Samstag, 1. November 2003

Gewerkschaft: Bis zu 2.000 Lehrer gehen im Dezember in Frühpension

  • Grund für den Ansturm: Sonderregelung, die nur noch heuer gilt
  • Genaue Zahl soll in ein bis zwei Wochen feststehen

Die Lehrergewerkschaft rechnet mit 2.000 Anträgen von Pädagogen, die mit 1. Dezember das Vorruhestandsmodell in Anspruch nehmen, also in Frühpension gehen wollen. Das sagte Gewerkschafter Walter Riegler Samstag Mittag im "Feiertagsjournal" des ORF-Radiosenders Ö1.

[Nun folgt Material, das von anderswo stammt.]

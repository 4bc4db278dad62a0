//! Task handlers, the registry that names them, and the per-job helper
//! context they receive.

use std::{collections::HashMap, sync::Arc};

use async_trait::async_trait;
use futures::future::BoxFuture;
use queue_db::{Job, JobId, JobSpec};
use serde_json::Value as JsonValue;

use crate::{
    store::{BoxError, JobStore},
    worker_id::WorkerId,
};

/// A task handler: the user code executed for every job registered under
/// its identifier.
///
/// Handlers receive the job payload and a [`JobHelpers`] context. A
/// returned error records a failed attempt; it never stops the worker.
#[async_trait]
pub trait TaskHandler: Send + Sync + 'static {
    async fn run(&self, payload: JsonValue, helpers: JobHelpers) -> Result<(), BoxError>;
}

/// How a job execution failed, from the worker's point of view.
#[derive(Debug, thiserror::Error)]
pub enum TaskError {
    /// The job names a task that is not in the registry.
    #[error("Unsupported task '{0}'")]
    Unsupported(String),

    /// The handler returned an error. Renders as the handler's own message.
    #[error("{0}")]
    Failed(#[source] BoxError),

    /// The handler panicked; the panic payload is rendered best-effort.
    #[error("task handler panicked: {0}")]
    Panicked(String),
}

/// The identifier is already taken by another handler.
#[derive(Debug, thiserror::Error)]
#[error("task '{0}' is already registered")]
pub struct DuplicateTaskError(pub String);

/// Mapping from task identifier to handler.
///
/// The worker snapshots the registry at spawn time; the identifier list is
/// forwarded to the store so only supported jobs are ever leased.
#[derive(Clone, Default)]
pub struct TaskRegistry {
    tasks: HashMap<String, Arc<dyn TaskHandler>>,
}

impl TaskRegistry {
    #[must_use]
    pub fn new() -> Self {
        Self::default()
    }

    /// Registers a handler under `identifier`.
    pub fn register(
        &mut self,
        identifier: impl Into<String>,
        handler: Arc<dyn TaskHandler>,
    ) -> Result<(), DuplicateTaskError> {
        let identifier = identifier.into();
        if self.tasks.contains_key(&identifier) {
            return Err(DuplicateTaskError(identifier));
        }
        self.tasks.insert(identifier, handler);
        Ok(())
    }

    /// Registers an async closure as a handler.
    pub fn register_fn<F, Fut>(
        &mut self,
        identifier: impl Into<String>,
        f: F,
    ) -> Result<(), DuplicateTaskError>
    where
        F: Fn(JsonValue, JobHelpers) -> Fut + Send + Sync + 'static,
        Fut: Future<Output = Result<(), BoxError>> + Send + 'static,
    {
        let handler = FnHandler(move |payload, helpers| -> BoxFuture<'static, _> {
            Box::pin(f(payload, helpers))
        });
        self.register(identifier, Arc::new(handler))
    }

    /// Looks up the handler for a task identifier.
    #[must_use]
    pub fn get(&self, identifier: &str) -> Option<Arc<dyn TaskHandler>> {
        self.tasks.get(identifier).cloned()
    }

    /// The sorted list of task identifiers this registry supports.
    #[must_use]
    pub fn identifiers(&self) -> Vec<String> {
        let mut identifiers: Vec<String> = self.tasks.keys().cloned().collect();
        identifiers.sort();
        identifiers
    }

    #[must_use]
    pub fn is_empty(&self) -> bool {
        self.tasks.is_empty()
    }

    #[must_use]
    pub fn len(&self) -> usize {
        self.tasks.len()
    }
}

impl std::fmt::Debug for TaskRegistry {
    fn fmt(&self, f: &mut std::fmt::Formatter<'_>) -> std::fmt::Result {
        f.debug_struct("TaskRegistry")
            .field("tasks", &self.identifiers())
            .finish()
    }
}

/// Adapter turning an async closure into a [`TaskHandler`].
struct FnHandler<F>(F);

#[async_trait]
impl<F> TaskHandler for FnHandler<F>
where
    F: Fn(JsonValue, JobHelpers) -> BoxFuture<'static, Result<(), BoxError>>
        + Send
        + Sync
        + 'static,
{
    async fn run(&self, payload: JsonValue, helpers: JobHelpers) -> Result<(), BoxError> {
        (self.0)(payload, helpers).await
    }
}

/// Per-job context handed to a handler, built once per invocation.
///
/// Provides the job's metadata, the identity of the executing worker, a
/// job-scoped tracing span, and the store capability used to schedule
/// follow-up jobs.
#[derive(Clone)]
pub struct JobHelpers {
    job: Job,
    worker_id: WorkerId,
    store: Arc<dyn JobStore>,
    span: tracing::Span,
}

impl JobHelpers {
    pub(crate) fn new(
        job: Job,
        worker_id: WorkerId,
        store: Arc<dyn JobStore>,
        span: tracing::Span,
    ) -> Self {
        Self {
            job,
            worker_id,
            store,
            span,
        }
    }

    /// The job being executed, as leased from the store.
    #[must_use]
    pub fn job(&self) -> &Job {
        &self.job
    }

    /// Identity of the worker executing the job.
    #[must_use]
    pub fn worker_id(&self) -> &WorkerId {
        &self.worker_id
    }

    /// The job-scoped span. The handler future already runs inside it;
    /// spawn-away work can re-enter it explicitly.
    #[must_use]
    pub fn logger(&self) -> &tracing::Span {
        &self.span
    }

    /// Schedules a follow-up job through the worker's store.
    pub async fn add_job(
        &self,
        task_identifier: &str,
        payload: JsonValue,
        spec: &JobSpec,
    ) -> Result<Option<JobId>, BoxError> {
        self.store.add_job(task_identifier, payload, spec).await
    }
}

impl std::fmt::Debug for JobHelpers {
    fn fmt(&self, f: &mut std::fmt::Formatter<'_>) -> std::fmt::Result {
        f.debug_struct("JobHelpers")
            .field("job_id", &self.job.id)
            .field("task_identifier", &self.job.task_identifier)
            .field("worker_id", &self.worker_id)
            .finish()
    }
}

Anspruchsberechtigt wären rund 4.000 Personen - sie könnten bereits mit 55 Jahren in Pension gehen, müssen dafür aber hohe Abschläge in Lauf nehmen. Das Vorruhestandsmodell gilt in dieser Form nur noch heuer.

Die Gewerkschaft habe in den vergangenen Wochen sehr viele Betroffene beraten und habe auf Grund dieser Gespräche die Zahl 2.000 hochgerechnet, argumentiert Riegler. Viele der Lehrer würden zwar noch gerne etwa länger arbeiten, es scheine aber zu unsicher zu sein, auf die nächste Möglichkeit zu warten. Endgültig feststehen wird die Zahl der - mitten im Schuljahr - in den Vorruhestand tretenden Lehrer in ein bis zwei Wochen, wenn alle Anträge bei den Landesschulräten eingelangt sind.